We measure the expression levels for 5667 yeast genes using Affymetrix Yeast2.0 microarrays in the wild-type and three long-lived yeast mutants: sch9Δ, ras2Δ and tor1Δ. The binding affinity data is calculated based on the motif discovery data published by Beer et al. [24]. They identified 666 enriched motifs in the promoter regions (DNA sequences from the translation initiation site to 800 bp upstream) of all yeast genes using AlignACE [23]. The occurrences of each motif in the upstream region of each gene (800 bp) were then determined by searching the motif against these sequences. The motif discovery data contain the number of occurrences and their matching-scores of each motif in the upstream region of each gene (the cut-off for matching-score is set to 0.5). Suppose that for each motif there exists a DNA binding protein (e.g. a TF) associated with it, these motif matching-scores reflect the binding affinities of the protein to the promoters of genes. In this paper, we select 537 from these 666 motifs after calculating their pairwise similarities and removing the redundant ones. Matching-scores of all occurrences for the same motif in the upstream region of a gene are aggregated. When no occurrence is found in the upstream of a gene, the score is set to 0. The above described calculations result in an aggregated matching-score for each pair of motif and gene, which reflects the binding affinity of the corresponding TF to this gene via that motif. To apply our method, the vector containing the aggregated matching-scores of a motif in the upstream regions of all genes is taken as the binding vector m, and each of the expression change profiles for sch9Δ/wt, ras2Δ/wt and tor1Δ/wt is treated as the expression differentiation vector e. For each of the 537 motifs, the BASE method is used to integrate its binding vector with each of the three expression change profiles. The AC scores and their significance are calculated for all 537 motifs in sch9Δ/wt, ras2Δ/wt and tor1Δ/wt.

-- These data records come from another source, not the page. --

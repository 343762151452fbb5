// splitpay/src/orchestrator.rs
// Payment orchestration: producer + credential resolution, fee split, gateway dispatch, persistence

use chrono::{DateTime, Utc};
use rust_decimal::Decimal;
use secrecy::SecretString;
use std::sync::Arc;
use uuid::Uuid;

use crate::crypto::TokenCipher;
use crate::error::{Result, SplitError};
use crate::fees::{compute_split, FeeSplit};
use crate::gateway::{
    ChargeRecord, CheckoutGateway, CheckoutOrder, DirectPixGateway, MarketplaceGateway,
    PaymentHandle, PaymentIntent, ProducerCredential,
};
use crate::models::{
    external_reference, DirectPixAccount, GatewayKind, Payer, Payment, PaymentSplit,
    PaymentStatus, Producer, RecipientType, SplitStatus,
};
use crate::store::Store;

pub const PLATFORM_RECIPIENT: &str = "platform";

// ═══════════════════════════════════════════════════════════════════════════════
// PAYMENT ROWS
// ═══════════════════════════════════════════════════════════════════════════════

/// Inputs for a new pending Payment and its two split legs
pub(crate) struct PaymentDraft<'a> {
    pub producer_id: Uuid,
    pub product_id: Option<Uuid>,
    pub gateway: GatewayKind,
    pub external_reference: &'a str,
    pub split: FeeSplit,
    pub payer: Option<&'a Payer>,
    pub record: ChargeRecord,
}

impl PaymentDraft<'_> {
    pub fn into_rows(self, now: DateTime<Utc>) -> (Payment, [PaymentSplit; 2]) {
        let payment = Payment {
            id: Uuid::new_v4(),
            external_reference: self.external_reference.to_string(),
            producer_id: self.producer_id,
            product_id: self.product_id,
            gateway: self.gateway,
            mp_payment_id: self.record.mp_payment_id,
            mp_preference_id: None,
            efi_txid: self.record.efi_txid,
            efi_e2eid: None,
            total_amount: self.split.amount,
            platform_fee: self.split.platform_fee,
            producer_amount: self.split.producer_amount,
            currency: "BRL".to_string(),
            status: PaymentStatus::Pending,
            status_detail: self.record.status_detail,
            payment_type: self.record.payment_type,
            payment_method: self.record.payment_method,
            payer_name: self.payer.and_then(|payer| payer.name.clone()),
            payer_email: self.payer.and_then(|payer| payer.email.clone()),
            payer_document: self.payer.and_then(|payer| payer.document.clone()),
            created_at: now,
            approved_at: None,
            updated_at: now,
        };

        let leg = |recipient_type, recipient_id: String, amount, percentage| PaymentSplit {
            id: Uuid::new_v4(),
            payment_id: payment.id,
            recipient_type,
            recipient_id,
            amount,
            percentage,
            status: SplitStatus::Pending,
            processed_at: None,
        };
        let splits = [
            leg(
                RecipientType::Platform,
                PLATFORM_RECIPIENT.to_string(),
                self.split.platform_fee,
                self.split.fee_percentage,
            ),
            leg(
                RecipientType::Producer,
                self.producer_id.to_string(),
                self.split.producer_amount,
                self.split.producer_percentage(),
            ),
        ];

        (payment, splits)
    }
}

Integration of Gene Expression with PWM Scanning Data

In the study reported in Bhattacharjee et al. [30], gene expression levels in 6 small-cell lung carcinomas (SMC), 21 squamous cell lung carcinomas (SQ), 20 pulmonary carcinoids (COID) and 17 normal lung specimens were measured. We calculate the t-statistic for all the genes using the 6 SMCs, 21 SQs or 20 COIDs versus the 17 normal samples, resulting in three t-score profiles for SMC/normal, SQ/normal, and COID/normal, respectively. Each of these profiles is taken as the expression differentiation vector e. The binding affinity data is calculated based on the 546 positional weight matrices (PWMs) in vertebrates extracted from TRANSFAC9.4 [32]. For each of these 546 PWMs, we used the program MATCH to scan the upstream regions of all human genes from the transcription start site up to 1000 bp [31]. To minimize the false positive rate, the pre-calculated cut-off values for these PWMs (provided by the MATCH program) are used. The matching-scores for all significant hits of the same PWM in each upstream region are aggregated. When no hit is found in the upstream region of a gene, the score is set to 0. The vector of the aggregated matching-scores for each PWMs is taken as the binding vector m. The above data processing results in 3 expression change vectors (SMC, SQ, and COIDs) and 546 binding vectors. For each combination of expression change profiles and matching-score vectors, we applied our method to calculate the AC score as well as its significance.